#### WHAT TO WORK ON:
Repeat each entry below without omitting a single word.

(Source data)
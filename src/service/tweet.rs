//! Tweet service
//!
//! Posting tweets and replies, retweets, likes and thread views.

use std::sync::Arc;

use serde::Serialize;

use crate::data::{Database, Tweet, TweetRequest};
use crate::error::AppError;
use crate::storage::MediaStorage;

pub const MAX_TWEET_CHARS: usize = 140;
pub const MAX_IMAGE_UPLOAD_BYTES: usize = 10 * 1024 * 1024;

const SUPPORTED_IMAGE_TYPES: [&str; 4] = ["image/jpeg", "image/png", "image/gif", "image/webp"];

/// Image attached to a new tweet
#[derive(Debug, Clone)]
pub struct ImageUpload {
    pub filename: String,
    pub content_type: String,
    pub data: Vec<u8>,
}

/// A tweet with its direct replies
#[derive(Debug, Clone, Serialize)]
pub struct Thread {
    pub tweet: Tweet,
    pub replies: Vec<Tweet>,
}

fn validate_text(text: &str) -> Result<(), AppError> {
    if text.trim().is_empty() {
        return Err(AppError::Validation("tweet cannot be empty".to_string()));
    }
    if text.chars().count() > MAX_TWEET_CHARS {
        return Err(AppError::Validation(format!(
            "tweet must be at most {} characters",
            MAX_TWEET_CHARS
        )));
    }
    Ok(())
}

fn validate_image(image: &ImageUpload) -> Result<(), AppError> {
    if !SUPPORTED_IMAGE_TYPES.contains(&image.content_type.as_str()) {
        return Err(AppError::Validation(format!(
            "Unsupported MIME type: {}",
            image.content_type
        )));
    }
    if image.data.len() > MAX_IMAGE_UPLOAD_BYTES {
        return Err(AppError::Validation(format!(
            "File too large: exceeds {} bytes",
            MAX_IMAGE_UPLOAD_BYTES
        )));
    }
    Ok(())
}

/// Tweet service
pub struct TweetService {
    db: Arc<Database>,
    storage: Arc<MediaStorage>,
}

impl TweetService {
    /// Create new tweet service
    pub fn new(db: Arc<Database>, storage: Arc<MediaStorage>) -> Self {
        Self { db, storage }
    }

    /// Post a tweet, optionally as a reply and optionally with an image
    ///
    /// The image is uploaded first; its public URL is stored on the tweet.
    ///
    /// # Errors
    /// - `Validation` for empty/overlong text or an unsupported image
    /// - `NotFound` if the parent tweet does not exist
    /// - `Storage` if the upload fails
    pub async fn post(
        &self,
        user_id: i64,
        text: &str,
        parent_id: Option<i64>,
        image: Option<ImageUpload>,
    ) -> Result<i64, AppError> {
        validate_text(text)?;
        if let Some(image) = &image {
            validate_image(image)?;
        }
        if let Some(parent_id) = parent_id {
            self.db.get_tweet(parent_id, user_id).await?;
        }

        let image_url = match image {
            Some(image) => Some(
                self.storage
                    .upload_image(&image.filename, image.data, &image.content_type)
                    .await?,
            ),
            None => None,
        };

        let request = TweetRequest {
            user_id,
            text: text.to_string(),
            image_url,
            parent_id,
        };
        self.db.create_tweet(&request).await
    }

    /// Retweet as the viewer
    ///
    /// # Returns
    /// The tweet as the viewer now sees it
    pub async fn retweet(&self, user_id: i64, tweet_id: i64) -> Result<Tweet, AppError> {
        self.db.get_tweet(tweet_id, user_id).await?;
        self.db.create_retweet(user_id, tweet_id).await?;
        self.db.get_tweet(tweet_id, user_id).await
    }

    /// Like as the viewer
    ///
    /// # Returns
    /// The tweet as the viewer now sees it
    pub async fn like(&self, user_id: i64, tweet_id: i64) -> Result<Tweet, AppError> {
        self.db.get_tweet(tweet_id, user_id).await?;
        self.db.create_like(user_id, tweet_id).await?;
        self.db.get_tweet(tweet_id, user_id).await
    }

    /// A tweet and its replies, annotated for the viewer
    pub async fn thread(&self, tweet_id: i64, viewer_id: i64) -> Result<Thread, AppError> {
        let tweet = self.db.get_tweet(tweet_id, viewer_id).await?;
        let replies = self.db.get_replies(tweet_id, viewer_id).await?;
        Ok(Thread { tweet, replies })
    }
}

#### ANSWER SECTION:
filename src/service/tweet.rs
//! Tweet service
//!
//! Posting tweets and replies, retweets, likes and thread views.

use std::sync::Arc;

use serde::Serialize;

use crate::data::{Database, Tweet, TweetRequest};
use crate::error::AppError;
use crate::storage::MediaStorage;

pub const MAX_TWEET_CHARS: usize = 140;
pub const MAX_IMAGE_UPLOAD_BYTES: usize = 10 * 1024 * 1024;

const SUPPORTED_IMAGE_TYPES: [&str; 4] = ["image/jpeg", "image/png", "image/gif", "image/webp"];

/// Image attached to a new tweet
#[derive(Debug, Clone)]
pub struct ImageUpload {
    pub filename: String,
    pub content_type: String,
    pub data: Vec<u8>,
}

/// A tweet with its direct replies
#[derive(Debug, Clone, Serialize)]
pub struct Thread {
    pub tweet: Tweet,
    pub replies: Vec<Tweet>,
}

fn validate_text(text: &str) -> Result<(), AppError> {
    if text.trim().is_empty() {
        return Err(AppError::Validation("tweet cannot be empty".to_string()));
    }
    if text.chars().count() > MAX_TWEET_CHARS {
        return Err(AppError::Validation(format!(
            "tweet must be at most {} characters",
            MAX_TWEET_CHARS
        )));
    }
    Ok(())
}

fn validate_image(image: &ImageUpload) -> Result<(), AppError> {
    if !SUPPORTED_IMAGE_TYPES.contains(&image.content_type.as_str()) {
        return Err(AppError::Validation(format!(
            "Unsupported MIME type: {}",
            image.content_type
        )));
    }
    if image.data.len() > MAX_IMAGE_UPLOAD_BYTES {
        return Err(AppError::Validation(format!(
            "File too large: exceeds {} bytes",
            MAX_IMAGE_UPLOAD_BYTES
        )));
    }
    Ok(())
}

/// Tweet service
pub struct TweetService {
    db: Arc<Database>,
    storage: Arc<MediaStorage>,
}

impl TweetService {
    /// Create new tweet service
    pub fn new(db: Arc<Database>, storage: Arc<MediaStorage>) -> Self {
        Self { db, storage }
    }

    /// Post a tweet, optionally as a reply and optionally with an image
    ///
    /// The image is uploaded first; its public URL is stored on the tweet.
    ///
    /// # Errors
    /// - `Validation` for empty/overlong text or an unsupported image
    /// - `NotFound` if the parent tweet does not exist
    /// - `Storage` if the upload fails
    pub async fn post(
        &self,
        user_id: i64,
        text: &str,
        parent_id: Option<i64>,
        image: Option<ImageUpload>,
    ) -> Result<i64, AppError> {
        validate_text(text)?;
        if let Some(image) = &image {
            validate_image(image)?;
        }
        if let Some(parent_id) = parent_id {
            self.db.get_tweet(parent_id, user_id).await?;
        }

        let image_url = match image {
            Some(image) => Some(
                self.storage
                    .upload_image(&image.filename, image.data, &image.content_type)
                    .await?,
            ),
            None => None,
        };

        let request = TweetRequest {
            user_id,
            text: text.to_string(),
            image_url,
            parent_id,
        };
        self.db.create_tweet(&request).await
    }

    /// Retweet as the viewer
    ///
    /// # Returns
    /// The tweet as the viewer now sees it
    pub async fn retweet(&self, user_id: i64, tweet_id: i64) -> Result<Tweet, AppError> {
        self.db.get_tweet(tweet_id, user_id).await?;
        self.db.create_retweet(user_id, tweet_id).await?;
        self.db.get_tweet(tweet_id, user_id).await
    }

    /// Like as the viewer
    ///
    /// # Returns
    /// The tweet as the viewer now sees it
    pub async fn like(&self, user_id: i64, tweet_id: i64) -> Result<Tweet, AppError> {
        self.db.get_tweet(tweet_id, user_id).await?;
        self.db.create_like(user_id, tweet_id).await?;
        self.db.get_tweet(tweet_id, user_id).await
    }

    /// A tweet and its replies, annotated for the viewer
    pub async fn thread(&self, tweet_id: i64, viewer_id: i64) -> Result<Thread, AppError> {
        let tweet = self.db.get_tweet(tweet_id, viewer_id).await?;
        let replies = self.db.get_replies(tweet_id, viewer_id).await?;
        Ok(Thread { tweet, replies })
    }
}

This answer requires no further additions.